The education giant adapts — from MIT Technology Review by Jessica Leber
Pearson is the world’s largest book publisher. Now it wants to be a one-stop shop for digital education.
Excerpt:
Pearson pulled this off with a decade-long string of acquisitions that helped it shift its emphasis from selling books to selling education services. The London-based company styles itself as the “world’s leading learning company,” even if that learning isn’t delivered through traditional books. These days, Pearson is more like an IT department for classrooms and schools. It sells technology infrastructure, software, and consulting services to schools—services that in turn help deliver the vast stock of textbook content Pearson owns. The company says its revenue from online content and services will surpass those of the traditional publishing business this year.
From DSC:
I congratulate Pearson on reinventing itself.

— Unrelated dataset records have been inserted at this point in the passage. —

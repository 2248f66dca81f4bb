#![cfg(test)]

use std::sync::Arc;

use async_trait::async_trait;
use helpdesk_router::{
    base::{
        config::{Config, ConfigInner},
        types::{ClassificationContext, ClassificationSource, Priority, Res, StaffAssignment, StaffRole, SummaryContext, SummaryRequest, TicketStatus},
    },
    interaction::intake::{self, NewTicket},
    routing::assign::AssignmentStrategy,
    runtime::Runtime,
    service::{
        llm::{GenericLlmClient, LlmClient},
        store::StoreClient,
    },
};
use mockall::mock;

// Mocks.

// Mock LLM client for testing.

mock! {
    pub Llm {}

    #[async_trait]
    impl GenericLlmClient for Llm {
        async fn get_classification_response(&self, context: &ClassificationContext) -> Res<String>;
        async fn get_summary_response(&self, context: &SummaryContext) -> Res<String>;
    }
}

fn answering_llm(classification: &'static str, summary: &'static str) -> MockLlm {
    let mut mock = MockLlm::new();

    mock.expect_get_classification_response().returning(move |_| Ok(classification.to_string()));
    mock.expect_get_summary_response().returning(move |_| Ok(summary.to_string()));

    mock
}

fn failing_llm() -> MockLlm {
    let mut mock = MockLlm::new();

    mock.expect_get_classification_response().returning(|_| Err(anyhow::anyhow!("429 Too Many Requests")));
    mock.expect_get_summary_response().returning(|_| Err(anyhow::anyhow!("429 Too Many Requests")));

    mock
}

/// Helper function to setup the test environment.
async fn setup_test_environment(llm: Option<MockLlm>, strategy: AssignmentStrategy, store: StoreClient) -> Runtime {
    let config = Config::from(ConfigInner {
        openai_api_key: Some("test_key".to_string()),
        assignment_strategy: strategy,
        db_endpoint: "memory".to_string(),
        ..Default::default()
    });

    let llm = llm.map(|llm| LlmClient::new(Arc::new(llm)));

    let runtime = Runtime::with_services(config, store, llm).expect("Failed to build runtime");

    // Seed the rosters.
    for (staff_id, department, role, is_primary) in [
        ("it-1", "IT Services", StaffRole::SupportAgent, false),
        ("it-2", "IT Services", StaffRole::SupportAgent, false),
        ("it-admin", "IT Services", StaffRole::DepartmentAdmin, false),
        ("rv-1", "Residential Village (RV)", StaffRole::SupportAgent, false),
        ("rv-2", "Residential Village (RV)", StaffRole::SupportAgent, true),
        ("fm-admin", "Facilities Management", StaffRole::DepartmentAdmin, false),
    ] {
        runtime
            .store
            .add_staff_assignment(&StaffAssignment {
                staff_id: staff_id.to_string(),
                department: department.to_string(),
                role,
                is_primary,
            })
            .await
            .expect("Failed to seed staff");
    }

    runtime
}

async fn submit(runtime: &Runtime, title: &str, description: &str) -> intake::IntakeOutcome {
    let new_ticket = NewTicket {
        title: title.to_string(),
        description: description.to_string(),
    };

    intake::handle_new_ticket(new_ticket, &runtime.classifier, &runtime.store, &runtime.assigner)
        .await
        .expect("Failed to handle ticket")
}

#[tokio::test]
async fn test_ai_classification_routes_and_assigns() {
    let llm = answering_llm(r#"{"department":"IT Services","priority":"high","category":"Network Access","confidence":0.91}"#, "Wifi outage.");
    let runtime = setup_test_environment(Some(llm), AssignmentStrategy::Workload, StoreClient::memory()).await;

    let first = submit(&runtime, "Cannot connect", "My laptop will not join eduroam").await;
    let second = submit(&runtime, "Cannot connect", "Same here").await;

    assert_eq!(first.classification.source, ClassificationSource::Ai);
    assert_eq!(first.ticket.department, "IT Services");
    assert_eq!(first.ticket.priority, Priority::High);
    assert_eq!(first.ticket.category, "Network Access");
    assert_eq!(first.ticket.status, TicketStatus::Open);

    // Workload balancing spreads consecutive tickets.
    assert_eq!(first.ticket.assigned_to.as_deref(), Some("it-1"));
    assert_eq!(second.ticket.assigned_to.as_deref(), Some("it-2"));

    let stored = runtime.store.get_ticket(&first.ticket.id).await.unwrap().expect("Ticket not stored");
    assert_eq!(stored.assigned_to.as_deref(), Some("it-1"));
}

#[tokio::test]
async fn test_llm_failure_falls_back_to_keywords() {
    let runtime = setup_test_environment(Some(failing_llm()), AssignmentStrategy::Workload, StoreClient::memory()).await;

    let outcome = submit(&runtime, "URGENT: flood in my hostel room", "Water everywhere in V4").await;

    assert_eq!(outcome.classification.source, ClassificationSource::Local);
    assert_eq!(outcome.ticket.department, "Residential Village (RV)");
    assert_eq!(outcome.ticket.priority, Priority::Urgent);
    assert_eq!(outcome.ticket.assigned_to.as_deref(), Some("rv-2"));

    let summary = runtime
        .summarizer
        .summarize(&SummaryRequest::Ticket {
            title: None,
            description: "Water everywhere in V4. Please send help.".to_string(),
        })
        .await;

    assert_eq!(summary, "Water everywhere in V4.");
}

#[tokio::test]
async fn test_escalation_sends_urgent_tickets_to_admin() {
    let llm = answering_llm(r#"{"department":"IT Services","priority":"urgent","category":"Security","confidence":0.8}"#, "");
    let runtime = setup_test_environment(Some(llm), AssignmentStrategy::PriorityEscalation, StoreClient::memory()).await;

    let outcome = submit(&runtime, "Phishing", "Someone is sending fake password reset emails").await;

    assert_eq!(outcome.ticket.assigned_to.as_deref(), Some("it-admin"));
}

#[tokio::test]
async fn test_admin_only_department_and_reassignment() {
    let llm = answering_llm(r#"{"department":"Facilities Management","priority":"medium","category":"Lifts","confidence":0.7}"#, "");
    let runtime = setup_test_environment(Some(llm), AssignmentStrategy::Workload, StoreClient::memory()).await;

    let outcome = submit(&runtime, "Lift", "Block 3 lift is making noises").await;
    assert_eq!(outcome.ticket.assigned_to.as_deref(), Some("fm-admin"));

    runtime
        .store
        .add_staff_assignment(&StaffAssignment {
            staff_id: "fm-1".to_string(),
            department: "Facilities Management".to_string(),
            role: StaffRole::SupportAgent,
            is_primary: false,
        })
        .await
        .unwrap();

    let assignee = intake::reassign_ticket(&outcome.ticket.id, &runtime.store, &runtime.assigner).await.unwrap();
    assert_eq!(assignee.as_deref(), Some("fm-1"));
}

#[tokio::test]
async fn test_round_robin_against_surreal_memory() {
    let config = Config::from(ConfigInner::default());
    let store = StoreClient::from_config(&config).await.expect("Failed to open embedded store");
    let runtime = setup_test_environment(None, AssignmentStrategy::RoundRobin, store).await;

    let mut picks = Vec::new();
    for _ in 0..3 {
        let outcome = submit(&runtime, "Aircon broke", "My V4 room is too hot").await;
        picks.push(outcome.ticket.assigned_to.expect("Ticket was not assigned"));
    }

    assert_eq!(picks.len(), 3);
    assert_ne!(picks[0], picks[1]);
    assert_eq!(picks[0], picks[2]);
}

The words of Steve Jobs ring in my mind…something about cannibalizing one’s business before someone else does it for you. Several other words and phrases come to my mind after seeing the above article — that regular readers of this blog and my archived website will instantly recognize:
- Dangers of the status quo
- Staying relevant
- Survival
- Disruption/change
- New business models
- Game-changing environment
- Using teams of specialists
Also relevant here/see:
- Three big changes ahead for higher education — from onlinelearninginsights.wordpress.com
From DSC:
Mr. Rob Bobeldyk and I were brainstorming last week about the need to create A Center for Innovation — a smaller organization within our overall organization — that can be far more nimble and responsive. Such a Center could be:
- Constantly pulse-checking the relevant landscapes (technological, pedagogical, business models, other)
- Researching potential approaches
- Experimenting
- Innovating
- Failing
- Succeeding some of the time — and handing off/transitioning the projects that gain traction to others in the larger organization (which may require building some new groups and/or departments at that point)
As I discovered HBR’s interview with John Kotter today, I felt our idea/direction/brainstorming is heading in the right direction!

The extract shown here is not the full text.